-- Opening Marker --

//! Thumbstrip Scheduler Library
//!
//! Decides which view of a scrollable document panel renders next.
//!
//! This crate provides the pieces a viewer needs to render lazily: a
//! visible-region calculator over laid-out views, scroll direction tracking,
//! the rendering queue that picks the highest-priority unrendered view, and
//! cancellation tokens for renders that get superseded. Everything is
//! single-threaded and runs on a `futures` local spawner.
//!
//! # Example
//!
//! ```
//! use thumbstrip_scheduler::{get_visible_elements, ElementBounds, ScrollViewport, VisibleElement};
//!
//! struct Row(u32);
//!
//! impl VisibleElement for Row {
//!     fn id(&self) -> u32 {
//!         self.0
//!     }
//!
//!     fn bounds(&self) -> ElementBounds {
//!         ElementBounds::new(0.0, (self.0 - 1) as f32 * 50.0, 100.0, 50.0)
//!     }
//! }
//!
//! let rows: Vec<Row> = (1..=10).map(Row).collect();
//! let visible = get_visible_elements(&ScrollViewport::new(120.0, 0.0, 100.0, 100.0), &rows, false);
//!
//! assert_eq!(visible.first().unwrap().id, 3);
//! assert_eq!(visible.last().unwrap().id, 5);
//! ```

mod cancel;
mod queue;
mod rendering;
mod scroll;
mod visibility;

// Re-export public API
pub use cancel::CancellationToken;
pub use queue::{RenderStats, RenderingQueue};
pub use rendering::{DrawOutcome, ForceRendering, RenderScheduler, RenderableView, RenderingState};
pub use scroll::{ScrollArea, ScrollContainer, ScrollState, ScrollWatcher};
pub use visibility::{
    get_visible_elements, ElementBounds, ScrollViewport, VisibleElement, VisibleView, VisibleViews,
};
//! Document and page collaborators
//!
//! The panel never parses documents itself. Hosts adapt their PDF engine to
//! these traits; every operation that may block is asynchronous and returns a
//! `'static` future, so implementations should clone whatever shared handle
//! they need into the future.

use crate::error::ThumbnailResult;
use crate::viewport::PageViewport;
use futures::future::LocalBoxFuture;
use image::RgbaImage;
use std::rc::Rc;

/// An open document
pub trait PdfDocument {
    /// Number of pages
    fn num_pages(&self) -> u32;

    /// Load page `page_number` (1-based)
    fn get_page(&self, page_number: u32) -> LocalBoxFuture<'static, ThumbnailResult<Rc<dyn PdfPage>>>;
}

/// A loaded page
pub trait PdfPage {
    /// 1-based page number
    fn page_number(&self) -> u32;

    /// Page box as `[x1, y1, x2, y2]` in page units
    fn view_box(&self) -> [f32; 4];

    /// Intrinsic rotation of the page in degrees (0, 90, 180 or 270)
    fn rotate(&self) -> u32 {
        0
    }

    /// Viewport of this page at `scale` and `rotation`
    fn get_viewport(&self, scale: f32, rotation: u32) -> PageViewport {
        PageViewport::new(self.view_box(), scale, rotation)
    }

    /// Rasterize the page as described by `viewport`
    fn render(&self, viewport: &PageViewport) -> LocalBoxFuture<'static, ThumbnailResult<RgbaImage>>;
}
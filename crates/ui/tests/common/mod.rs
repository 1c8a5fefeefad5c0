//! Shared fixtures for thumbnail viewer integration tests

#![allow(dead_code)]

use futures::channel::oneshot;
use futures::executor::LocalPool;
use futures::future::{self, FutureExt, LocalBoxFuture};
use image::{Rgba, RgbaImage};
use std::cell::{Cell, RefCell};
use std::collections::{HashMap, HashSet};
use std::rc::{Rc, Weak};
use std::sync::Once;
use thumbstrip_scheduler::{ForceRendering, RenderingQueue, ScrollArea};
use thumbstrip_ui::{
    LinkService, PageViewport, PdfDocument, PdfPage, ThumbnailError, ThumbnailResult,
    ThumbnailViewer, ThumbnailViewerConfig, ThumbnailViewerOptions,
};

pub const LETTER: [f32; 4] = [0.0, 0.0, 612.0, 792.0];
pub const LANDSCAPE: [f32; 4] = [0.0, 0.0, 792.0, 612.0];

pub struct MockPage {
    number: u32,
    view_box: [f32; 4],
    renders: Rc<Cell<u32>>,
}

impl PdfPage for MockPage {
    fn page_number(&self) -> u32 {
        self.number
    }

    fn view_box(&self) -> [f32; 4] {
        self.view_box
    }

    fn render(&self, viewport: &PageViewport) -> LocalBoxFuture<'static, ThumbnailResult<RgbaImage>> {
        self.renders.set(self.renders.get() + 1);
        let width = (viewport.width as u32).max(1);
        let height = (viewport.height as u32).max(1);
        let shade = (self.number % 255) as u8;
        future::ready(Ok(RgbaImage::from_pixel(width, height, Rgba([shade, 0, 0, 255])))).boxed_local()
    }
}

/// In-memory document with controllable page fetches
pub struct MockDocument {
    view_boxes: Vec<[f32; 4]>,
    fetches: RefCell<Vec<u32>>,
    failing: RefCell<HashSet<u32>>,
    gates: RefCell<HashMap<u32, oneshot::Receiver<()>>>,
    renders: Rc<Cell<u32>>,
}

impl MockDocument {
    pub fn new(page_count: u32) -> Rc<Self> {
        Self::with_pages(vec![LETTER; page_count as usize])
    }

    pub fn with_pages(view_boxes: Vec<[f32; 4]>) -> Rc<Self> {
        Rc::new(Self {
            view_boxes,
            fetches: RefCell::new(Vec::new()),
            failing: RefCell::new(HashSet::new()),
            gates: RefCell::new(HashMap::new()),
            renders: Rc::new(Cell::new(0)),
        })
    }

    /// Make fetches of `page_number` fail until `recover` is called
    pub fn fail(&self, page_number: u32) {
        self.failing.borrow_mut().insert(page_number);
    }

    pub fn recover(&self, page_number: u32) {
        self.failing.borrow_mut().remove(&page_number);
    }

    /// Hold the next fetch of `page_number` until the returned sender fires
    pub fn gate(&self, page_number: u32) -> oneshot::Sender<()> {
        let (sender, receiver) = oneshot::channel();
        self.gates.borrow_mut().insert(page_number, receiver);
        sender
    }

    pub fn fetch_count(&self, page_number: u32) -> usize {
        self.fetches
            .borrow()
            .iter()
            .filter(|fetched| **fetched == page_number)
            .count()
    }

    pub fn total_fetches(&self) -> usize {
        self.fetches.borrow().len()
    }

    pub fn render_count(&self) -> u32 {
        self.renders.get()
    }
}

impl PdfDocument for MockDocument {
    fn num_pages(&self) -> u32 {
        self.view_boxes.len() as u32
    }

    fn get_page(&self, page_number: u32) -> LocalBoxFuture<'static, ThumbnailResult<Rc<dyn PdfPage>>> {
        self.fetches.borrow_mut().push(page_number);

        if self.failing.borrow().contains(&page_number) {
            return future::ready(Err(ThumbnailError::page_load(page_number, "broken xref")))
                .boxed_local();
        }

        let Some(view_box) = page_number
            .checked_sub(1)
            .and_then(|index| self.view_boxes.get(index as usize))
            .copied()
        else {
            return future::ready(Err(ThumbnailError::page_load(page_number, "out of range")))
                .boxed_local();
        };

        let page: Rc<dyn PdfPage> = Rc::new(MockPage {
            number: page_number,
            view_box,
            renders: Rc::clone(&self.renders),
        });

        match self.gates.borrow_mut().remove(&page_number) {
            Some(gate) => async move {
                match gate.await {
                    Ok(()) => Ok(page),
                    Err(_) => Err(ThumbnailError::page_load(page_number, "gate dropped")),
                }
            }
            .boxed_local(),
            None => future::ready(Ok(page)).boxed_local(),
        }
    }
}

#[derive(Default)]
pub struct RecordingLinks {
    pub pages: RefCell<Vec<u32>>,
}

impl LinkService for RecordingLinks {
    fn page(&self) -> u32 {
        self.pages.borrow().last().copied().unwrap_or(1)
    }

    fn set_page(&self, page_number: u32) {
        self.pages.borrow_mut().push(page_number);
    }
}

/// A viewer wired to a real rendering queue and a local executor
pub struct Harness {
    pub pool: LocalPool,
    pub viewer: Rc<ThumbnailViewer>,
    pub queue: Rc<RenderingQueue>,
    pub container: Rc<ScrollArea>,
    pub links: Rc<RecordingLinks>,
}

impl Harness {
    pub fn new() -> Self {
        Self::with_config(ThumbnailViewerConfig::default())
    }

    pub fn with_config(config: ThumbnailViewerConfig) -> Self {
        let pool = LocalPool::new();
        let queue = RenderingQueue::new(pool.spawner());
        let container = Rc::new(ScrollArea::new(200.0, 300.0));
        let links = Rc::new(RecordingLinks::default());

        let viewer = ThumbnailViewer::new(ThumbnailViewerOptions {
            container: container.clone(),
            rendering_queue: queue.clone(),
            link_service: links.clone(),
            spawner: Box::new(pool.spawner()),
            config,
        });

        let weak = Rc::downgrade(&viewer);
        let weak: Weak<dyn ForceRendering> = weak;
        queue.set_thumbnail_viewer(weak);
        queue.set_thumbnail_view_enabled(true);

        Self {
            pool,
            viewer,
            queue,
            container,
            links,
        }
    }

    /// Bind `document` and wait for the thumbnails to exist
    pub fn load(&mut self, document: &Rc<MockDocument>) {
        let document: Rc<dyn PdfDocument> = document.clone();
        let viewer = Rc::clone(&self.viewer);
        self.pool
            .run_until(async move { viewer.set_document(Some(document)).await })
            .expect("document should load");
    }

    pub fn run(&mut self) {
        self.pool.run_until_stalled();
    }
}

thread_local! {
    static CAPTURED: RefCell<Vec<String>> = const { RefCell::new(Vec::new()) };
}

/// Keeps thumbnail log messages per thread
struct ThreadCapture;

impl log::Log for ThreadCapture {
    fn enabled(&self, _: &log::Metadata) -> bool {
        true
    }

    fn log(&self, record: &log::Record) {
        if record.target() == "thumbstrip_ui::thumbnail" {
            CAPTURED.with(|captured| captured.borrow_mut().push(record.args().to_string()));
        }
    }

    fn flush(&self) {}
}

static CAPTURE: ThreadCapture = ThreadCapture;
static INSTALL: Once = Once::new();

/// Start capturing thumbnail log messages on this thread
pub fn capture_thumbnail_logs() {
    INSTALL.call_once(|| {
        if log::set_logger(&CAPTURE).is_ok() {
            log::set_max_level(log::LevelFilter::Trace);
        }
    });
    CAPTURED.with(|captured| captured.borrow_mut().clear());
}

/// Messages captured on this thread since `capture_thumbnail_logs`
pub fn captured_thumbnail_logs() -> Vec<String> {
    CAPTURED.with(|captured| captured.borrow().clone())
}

-- Closing Marker --

**GOAL OF THE EXERCISE**.
Report each line of the listing above that uses the word "RefCell".

**RESULT OF THIS TASK**.
use std::cell::{Cell, RefCell};
    fetches: RefCell<Vec<u32>>,
    failing: RefCell<HashSet<u32>>,
    gates: RefCell<HashMap<u32, oneshot::Receiver<()>>>,
            fetches: RefCell::new(Vec::new()),
            failing: RefCell::new(HashSet::new()),
            gates: RefCell::new(HashMap::new()),
    pub pages: RefCell<Vec<u32>>,
    static CAPTURED: RefCell<Vec<String>> = const { RefCell::new(Vec::new()) };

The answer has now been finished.